All modules automatically get the benefits of version hashing with this change.
The old getDefinitionMtime() and getHashMtime() have been replaced with dummies
that return 1. These functions are often called from getModifiedTime() in subclasses.

For backward-compatibility, their respective values (definition summary and hash)
are now included in getVersionHash directly.

As examples, the following modules have been updated to use getVersionHash directly.
Other modules still work fine and can be updated later.

* ResourceLoaderFileModule
* ResourceLoaderEditToolbarModule
* ResourceLoaderStartUpModule
* ResourceLoaderWikiModule

The presence of hashes in place of timestamps increases the startup module size on
a default MediaWiki install from 4.4k to 5.8k (after gzip and minification).

== ETag ==

Since timestamps are no longer tracked, we need a different way to implement caching
for cache proxies (e.g.
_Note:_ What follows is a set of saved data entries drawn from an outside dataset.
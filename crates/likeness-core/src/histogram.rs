//! Local Binary Pattern histograms (the legacy LBPH descriptor).
//!
//! Each pixel gets an 8-bit code from comparing eight circularly sampled
//! neighbors at `radius` with the center. Codes are histogrammed per cell of
//! a `grid_x`×`grid_y` grid and each cell histogram is divided by its pixel
//! count; the cells are concatenated row-major.

use image::GrayImage;
use serde::{Deserialize, Serialize};
use std::f32::consts::PI;

const NEIGHBORS: usize = 8;
const BINS: usize = 1 << NEIGHBORS;
/// Interpolated samples this close to the center count as equal.
const SAMPLE_TOLERANCE: f32 = 1e-3;

#[derive(Debug, Clone, Copy, PartialEq, Eq, Serialize, Deserialize)]
#[serde(default)]
pub struct LbphParams {
    pub radius: u32,
    pub grid_x: u32,
    pub grid_y: u32,
    /// Faces are resized to `input_size`×`input_size` before encoding.
    pub input_size: u32,
}

impl Default for LbphParams {
    fn default() -> Self {
        Self {
            radius: 1,
            grid_x: 8,
            grid_y: 8,
            input_size: 200,
        }
    }
}

impl LbphParams {
    pub fn dimension(&self) -> usize {
        (self.grid_x * self.grid_y) as usize * BINS
    }

    pub fn id(&self) -> String {
        format!(
            "lbph:r{}:g{}x{}:s{}",
            self.radius, self.grid_x, self.grid_y, self.input_size
        )
    }

    /// Check that every grid cell covers at least one code.
    pub fn validate(&self) -> Result<(), String> {
        if self.radius == 0 || self.grid_x == 0 || self.grid_y == 0 {
            return Err(format!("radius and grid must be positive: {self:?}"));
        }
        let coded = self.input_size.saturating_sub(2 * self.radius);
        if coded < self.grid_x.max(self.grid_y) {
            return Err(format!(
                "input size {} leaves {coded} coded pixels, fewer than the {}x{} grid",
                self.input_size, self.grid_x, self.grid_y
            ));
        }
        Ok(())
    }
}

/// LBP code image of size `(width - 2r) × (height - 2r)`.
fn lbp_codes(gray: &GrayImage, radius: u32) -> (Vec<u8>, usize, usize) {
    let (w, h) = gray.dimensions();
    let r = radius as usize;
    let (w, h) = (w as usize, h as usize);
    if w <= 2 * r || h <= 2 * r {
        return (Vec::new(), 0, 0);
    }
    let (out_w, out_h) = (w - 2 * r, h - 2 * r);
    let px = |x: usize, y: usize| gray.get_pixel(x as u32, y as u32)[0] as f32;

    let mut codes = vec![0u8; out_w * out_h];
    for n in 0..NEIGHBORS {
        let angle = 2.0 * PI * n as f32 / NEIGHBORS as f32;
        let sx = radius as f32 * angle.cos();
        let sy = -(radius as f32) * angle.sin();

        // Bilinear weights are constant for a given sampling offset.
        let (fx, fy) = (sx.floor(), sy.floor());
        let (cx, cy) = (sx.ceil(), sy.ceil());
        let (tx, ty) = (sx - fx, sy - fy);
        let w1 = (1.0 - tx) * (1.0 - ty);
        let w2 = tx * (1.0 - ty);
        let w3 = (1.0 - tx) * ty;
        let w4 = tx * ty;
        let (fx, fy, cx, cy) = (fx as isize, fy as isize, cx as isize, cy as isize);

        for y in r..h - r {
            for x in r..w - r {
                let at = |dx: isize, dy: isize| {
                    px((x as isize + dx) as usize, (y as isize + dy) as usize)
                };
                let sample = w1 * at(fx, fy) + w2 * at(cx, fy) + w3 * at(fx, cy) + w4 * at(cx, cy);
                if sample + SAMPLE_TOLERANCE >= px(x, y) {
                    codes[(y - r) * out_w + (x - r)] |= 1 << n;
                }
            }
        }
    }
    (codes, out_w, out_h)
}

/// Concatenated per-cell LBP histograms, each normalized by its pixel count.
pub fn spatial_histogram(gray: &GrayImage, params: &LbphParams) -> Vec<f32> {
    let (codes, w, h) = lbp_codes(gray, params.radius);
    let (gx, gy) = (params.grid_x as usize, params.grid_y as usize);
    let mut hist = vec![0.0f32; gx * gy * BINS];

    let (cell_w, cell_h) = (w / gx, h / gy);
    if cell_w == 0 || cell_h == 0 {
        return hist;
    }
    let cell_pixels = (cell_w * cell_h) as f32;

    for row in 0..gy {
        for col in 0..gx {
            let bins = &mut hist[(row * gx + col) * BINS..(row * gx + col + 1) * BINS];
            for y in row * cell_h..(row + 1) * cell_h {
                for &code in &codes[y * w + col * cell_w..y * w + (col + 1) * cell_w] {
                    bins[code as usize] += 1.0;
                }
            }
            for b in bins.iter_mut() {
                *b /= cell_pixels;
            }
        }
    }
    hist
}

#[cfg(test)]
mod tests {
    use super::*;
    use image::Luma;

    fn small() -> LbphParams {
        LbphParams {
            radius: 1,
            grid_x: 2,
            grid_y: 2,
            input_size: 16,
        }
    }

    #[test]
    fn test_dimension_and_id() {
        let p = LbphParams::default();
        assert_eq!(p.dimension(), 8 * 8 * 256);
        assert_eq!(p.id(), "lbph:r1:g8x8:s200");
    }

    #[test]
    fn test_validate() {
        assert!(LbphParams::default().validate().is_ok());
        assert!(LbphParams { input_size: 8, ..LbphParams::default() }.validate().is_err());
        assert!(LbphParams { radius: 0, ..LbphParams::default() }.validate().is_err());
    }

    #[test]
    fn test_uniform_image_sets_every_bit() {
        let gray = GrayImage::from_pixel(16, 16, Luma([90]));
        let (codes, w, h) = lbp_codes(&gray, 1);
        assert_eq!((w, h), (14, 14));
        assert!(codes.iter().all(|&c| c == 255));
    }

    #[test]
    fn test_bright_center_clears_every_bit() {
        let mut gray = GrayImage::from_pixel(3, 3, Luma([10]));
        gray.put_pixel(1, 1, Luma([200]));
        let (codes, _, _) = lbp_codes(&gray, 1);
        assert_eq!(codes, vec![0]);
    }

    #[test]
    fn test_histogram_cells_are_normalized() {
        let gray = GrayImage::from_fn(16, 16, |x, y| Luma([((x * 13 + y * 7) % 256) as u8]));
        let params = small();
        let hist = spatial_histogram(&gray, &params);
        assert_eq!(hist.len(), params.dimension());
        for cell in hist.chunks(256) {
            assert!((cell.iter().sum::<f32>() - 1.0).abs() < 1e-5);
        }
    }

    #[test]
    fn test_histogram_deterministic() {
        let gray = GrayImage::from_fn(16, 16, |x, y| Luma([(x * y % 256) as u8]));
        assert_eq!(
            spatial_histogram(&gray, &small()),
            spatial_histogram(&gray, &small())
        );
    }
}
Varnish) and web browsers. Previously we used the
Last-Modified header (in combination with Cache-Control and Expires).

Instead of Last-Modified (and If-Modified-Since), we use ETag (and If-None-Match).

Entity tags (new in HTTP/1.1) are much stricter than Last-Modified by default.
They instruct browsers to allow usage of partial Range requests. Since our responses
are dynamically generated, we need to use the Weak version of ETag.

While this sounds bad, it's no different than Last-Modified. As reassured by
RFC 2616 <http://www.w3.org/Protocols/rfc2616/rfc2616-sec13.html#sec13.3.3> the
specified behaviour behind Last-Modified follows the same "Weak" caching logic as
Entity tags. It's just that entity tags are capable of a stricter mode (whereas
Last-Modified is inherently weak).

== File cache ==

If $wgUseFileCache is enabled, ResourceLoader uses ResourceFileCache to cache
load.php responses. While the blind TTL handling (during the allowed expiry period)
is still maxage/timestamp based, tryRespondNotModified() now requires the caller to
know the expected ETag.

For this to work, the FileCache handling had to be moved from the top of
ResoureLoader::respond() to after the expected ETag is computed.

This also allows us to remove the duplicate tryRespondNotModified() handling since
that's is already handled by ResourceLoader::respond() meanwhile.

== Misc ==

* Remove redundant modifiedTime cache in ResourceLoaderFileModule.

* Change bugzilla references to Phabricator.

* Centralised inclusion of wgCacheEpoch using getDefinitionSummary. Previously this
  logic was duplicated in each place the modified timestamp was used.

* It's easy to forget calling the parent class in getDefinitionSummary().
  Previously this method only tracked 'class' by default. As such, various
  extensions hardcoded that one value instead of calling the parent and extending
  the array. To better prevent this in the future, getVersionHash() now asserts
  that the '_cacheEpoch' property made it through.

* tests: Don't use getDefinitionSummary() as an API.
  Fix ResourceLoaderWikiModuleTest to call getPages properly.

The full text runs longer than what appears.